クララの成長の象徴となるシーンが、お菓子の国で踊る金平糖の精と王子のグラン・パ・ド・ドゥとともに重要な位置を占める、 クララと王子の「別れのパ・ド・ドゥ」です。この踊りには「これからクララも別れという人生の切なさ・苦しさを味わってゆかねばならない」というほろ苦さが込められています。
また、「一見して醜き者(くるみ割り人形)の奥底にも、目には見えない貴さ・美しさ(王子)がひそんでいる」という大切な「気づき」をクララが得る場面も描かれています。これはクララの魂が本当に純粋だからこそ感じ取ることのできるものです。

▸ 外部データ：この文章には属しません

//! MemoryStore - 開発・テスト用の StoreAdapter
//!
//! Redis の sorted set / list と同じ意味論を 1 プロセス内で再現する。
//!
//! # 実装詳細
//! - すべての変更は std Mutex の同期クリティカルセクション内で完結
//!   （ロックを持ったまま await しない）
//! - blocking pop は tokio Notify で待つ。`enable()` してから中身を見るので
//!   push の通知を取りこぼさない
//! - 同点の並びは Redis と同じく member の辞書順（大きい方が先に pop）

use std::collections::{BTreeSet, HashMap, VecDeque};
use std::sync::atomic::{AtomicBool, Ordering};
use std::sync::{Mutex, MutexGuard};

use async_trait::async_trait;
use ordered_float::OrderedFloat;
use tokio::sync::Notify;
use tokio_util::sync::CancellationToken;

use crate::ports::{StoreAdapter, StoreError};

type Score = OrderedFloat<f64>;

#[derive(Default)]
struct Collection {
    ranked: BTreeSet<(Score, String)>,
    scores: HashMap<String, Score>,
    fifo: VecDeque<String>,
}

impl Collection {
    fn insert_sorted(&mut self, member: &str, score: Score) {
        if let Some(old) = self.scores.insert(member.to_string(), score) {
            self.ranked.remove(&(old, member.to_string()));
        }
        self.ranked.insert((score, member.to_string()));
    }

    fn pop_max(&mut self) -> Option<(String, f64)> {
        let (score, member) = self.ranked.pop_last()?;
        self.scores.remove(&member);
        Some((member, score.into_inner()))
    }
}

/// In-process store with the same atomicity contract as the Redis adapter.
#[derive(Default)]
pub struct MemoryStore {
    collections: Mutex<HashMap<String, Collection>>,
    notify: Notify,
    closed: AtomicBool,
    unavailable: AtomicBool,
}

impl MemoryStore {
    pub fn new() -> Self {
        Self::default()
    }

    /// Simulates a substrate outage: every call fails with `Unavailable`
    /// until switched back.
    pub fn set_unavailable(&self, unavailable: bool) {
        self.unavailable.store(unavailable, Ordering::SeqCst);
        self.notify.notify_waiters();
    }

    fn check(&self) -> Result<(), StoreError> {
        if self.closed.load(Ordering::SeqCst) {
            return Err(StoreError::Unavailable("store closed".to_string()));
        }
        if self.unavailable.load(Ordering::SeqCst) {
            return Err(StoreError::Unavailable("store offline".to_string()));
        }
        Ok(())
    }

    fn lock(&self) -> Result<MutexGuard<'_, HashMap<String, Collection>>, StoreError> {
        self.collections
            .lock()
            .map_err(|_| StoreError::Unavailable("store state poisoned".to_string()))
    }

    /// Shared wait loop for both pop flavours.
    async fn pop_blocking<T>(
        &self,
        cancel: &CancellationToken,
        mut try_pop: impl FnMut(&mut HashMap<String, Collection>) -> Option<T>,
    ) -> Result<T, StoreError> {
        loop {
            if cancel.is_cancelled() {
                return Err(StoreError::Cancelled);
            }

            let notified = self.notify.notified();
            tokio::pin!(notified);
            notified.as_mut().enable();

            self.check()?;
            let hit = {
                let mut all = self.lock()?;
                try_pop(&mut *all)
            };
            if let Some(hit) = hit {
                return Ok(hit);
            }

            tokio::select! {
                biased;
                _ = cancel.cancelled() => return Err(StoreError::Cancelled),
                _ = &mut notified => {}
            }
        }
    }
}

#[async_trait]
impl StoreAdapter for MemoryStore {
    async fn push_sorted(
        &self,
        collection: &str,
        member: &str,
        score: f64,
    ) -> Result<(), StoreError> {
        self.check()?;
        self.lock()?
            .entry(collection.to_string())
            .or_default()
            .insert_sorted(member, OrderedFloat(score));
        self.notify.notify_waiters();
        Ok(())
    }

    async fn push_fifo(&self, collection: &str, member: &str) -> Result<(), StoreError> {
        self.check()?;
        self.lock()?
            .entry(collection.to_string())
            .or_default()
            .fifo
            .push_back(member.to_string());
        self.notify.notify_waiters();
        Ok(())
    }

    async fn pop_max_blocking(
        &self,
        collection: &str,
        cancel: &CancellationToken,
    ) -> Result<(String, f64), StoreError> {
        self.pop_blocking(cancel, |all| all.get_mut(collection)?.pop_max())
            .await
    }

    async fn pop_fifo_blocking(
        &self,
        collection: &str,
        cancel: &CancellationToken,
    ) -> Result<String, StoreError> {
        self.pop_blocking(cancel, |all| all.get_mut(collection)?.fifo.pop_front())
            .await
    }

    async fn rescore_batch(
        &self,
        collection: &str,
        updates: &[(String, f64)],
    ) -> Result<usize, StoreError> {
        self.check()?;
        let mut all = self.lock()?;
        let Some(col) = all.get_mut(collection) else {
            return Ok(0);
        };

        let mut updated = 0;
        for (member, score) in updates {
            // popped members are gone from `scores`; never resurrect them
            if col.scores.contains_key(member) {
                col.insert_sorted(member, OrderedFloat(*score));
                updated += 1;
            }
        }
        Ok(updated)
    }

    async fn snapshot(&self, collection: &str) -> Result<Vec<(String, f64)>, StoreError> {
        self.check()?;
        let all = self.lock()?;
        Ok(all
            .get(collection)
            .map(|col| {
                col.ranked
                    .iter()
                    .rev()
                    .map(|(score, member)| (member.clone(), score.into_inner()))
                    .collect()
            })
            .unwrap_or_default())
    }

    async fn len(&self, collection: &str) -> Result<usize, StoreError> {
        self.check()?;
        let all = self.lock()?;
        Ok(all
            .get(collection)
            .map(|col| col.ranked.len() + col.fifo.len())
            .unwrap_or(0))
    }

    async fn close(&self) -> Result<(), StoreError> {
        self.closed.store(true, Ordering::SeqCst);
        self.notify.notify_waiters();
        Ok(())
    }
}

#[cfg(test)]
mod tests {
    use super::*;
    use std::sync::Arc;
    use std::time::Duration;

    #[tokio::test]
    async fn pop_max_returns_highest_score() {
        let store = MemoryStore::new();
        let cancel = CancellationToken::new();
        store.push_sorted("q", "a", 1.0).await.unwrap();
        store.push_sorted("q", "b", 10.0).await.unwrap();
        store.push_sorted("q", "c", 5.0).await.unwrap();

        let (m, s) = store.pop_max_blocking("q", &cancel).await.unwrap();
        assert_eq!((m.as_str(), s), ("b", 10.0));
        let (m, _) = store.pop_max_blocking("q", &cancel).await.unwrap();
        assert_eq!(m, "c");
    }

    #[tokio::test]
    async fn equal_scores_pop_greatest_member_first() {
        let store = MemoryStore::new();
        let cancel = CancellationToken::new();
        store.push_sorted("q", "1|x", 3.0).await.unwrap();
        store.push_sorted("q", "9|y", 3.0).await.unwrap();

        let (m, _) = store.pop_max_blocking("q", &cancel).await.unwrap();
        assert_eq!(m, "9|y");
    }

    #[tokio::test]
    async fn fifo_keeps_push_order() {
        let store = MemoryStore::new();
        let cancel = CancellationToken::new();
        for m in ["a", "b", "c"] {
            store.push_fifo("q", m).await.unwrap();
        }
        for expected in ["a", "b", "c"] {
            assert_eq!(store.pop_fifo_blocking("q", &cancel).await.unwrap(), expected);
        }
    }

    #[tokio::test]
    async fn push_wakes_a_blocked_pop() {
        let store = Arc::new(MemoryStore::new());
        let cancel = CancellationToken::new();

        let waiter = tokio::spawn({
            let store = store.clone();
            let cancel = cancel.clone();
            async move { store.pop_fifo_blocking("q", &cancel).await }
        });

        tokio::time::sleep(Duration::from_millis(50)).await;
        store.push_fifo("q", "late").await.unwrap();

        let popped = tokio::time::timeout(Duration::from_secs(1), waiter)
            .await
            .unwrap()
            .unwrap()
            .unwrap();
        assert_eq!(popped, "late");
    }

    #[tokio::test]
    async fn cancel_unblocks_pop_without_consuming() {
        let store = Arc::new(MemoryStore::new());
        let cancel = CancellationToken::new();

        let waiter = tokio::spawn({
            let store = store.clone();
            let cancel = cancel.clone();
            async move { store.pop_max_blocking("q", &cancel).await }
        });

        tokio::time::sleep(Duration::from_millis(20)).await;
        cancel.cancel();
        let res = tokio::time::timeout(Duration::from_secs(1), waiter)
            .await
            .unwrap()
            .unwrap();
        assert_eq!(res, Err(StoreError::Cancelled));

        // a cancelled token refuses even when data is there
        store.push_sorted("q", "m", 1.0).await.unwrap();
        assert_eq!(
            store.pop_max_blocking("q", &cancel).await,
            Err(StoreError::Cancelled)
        );
        assert_eq!(store.len("q").await.unwrap(), 1);
    }

    #[tokio::test]
    async fn rescore_skips_popped_members() {
        let store = MemoryStore::new();
        let cancel = CancellationToken::new();
        store.push_sorted("q", "a", 1.0).await.unwrap();
        store.push_sorted("q", "b", 2.0).await.unwrap();
        let (popped, _) = store.pop_max_blocking("q", &cancel).await.unwrap();
        assert_eq!(popped, "b");

        let updated = store
            .rescore_batch("q", &[("a".into(), 7.0), ("b".into(), 9.0)])
            .await
            .unwrap();
        assert_eq!(updated, 1);
        assert_eq!(store.snapshot("q").await.unwrap(), vec![("a".to_string(), 7.0)]);
    }

    #[tokio::test]
    async fn outage_and_close_surface_as_unavailable() {
        let store = MemoryStore::new();
        store.set_unavailable(true);
        assert!(matches!(
            store.push_fifo("q", "x").await,
            Err(StoreError::Unavailable(_))
        ));
        store.set_unavailable(false);
        store.push_fifo("q", "x").await.unwrap();

        store.close().await.unwrap();
        store.close().await.unwrap();
        assert!(matches!(store.len("q").await, Err(StoreError::Unavailable(_))));
    }
}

賑やかなクリスマス・パーティー、ねずみの大群と兵隊人形の戦闘、雪のワルツの一糸乱れぬ群舞など、クライマックス続きの豪華な舞台が繰り広げられ、チャイコフスキーの旋律が全編を貫き、客席を夢の世界へと引き込みます。
アンコールでは、クリスマス・メロディーをメドレーで綴った「ジングルベル組曲」(松山バレエ団オリジナル)が披露されます。
「くるみ割り人形」は、初演から30年以上が経過しても、毎年のように手を加えられ、年間で最も多く上演されている作品です。この作品は、演出振付家やプリマ・バレリーナ、松山バレエ団員、そして関係者の愛情を受けて成長し続けている名作です。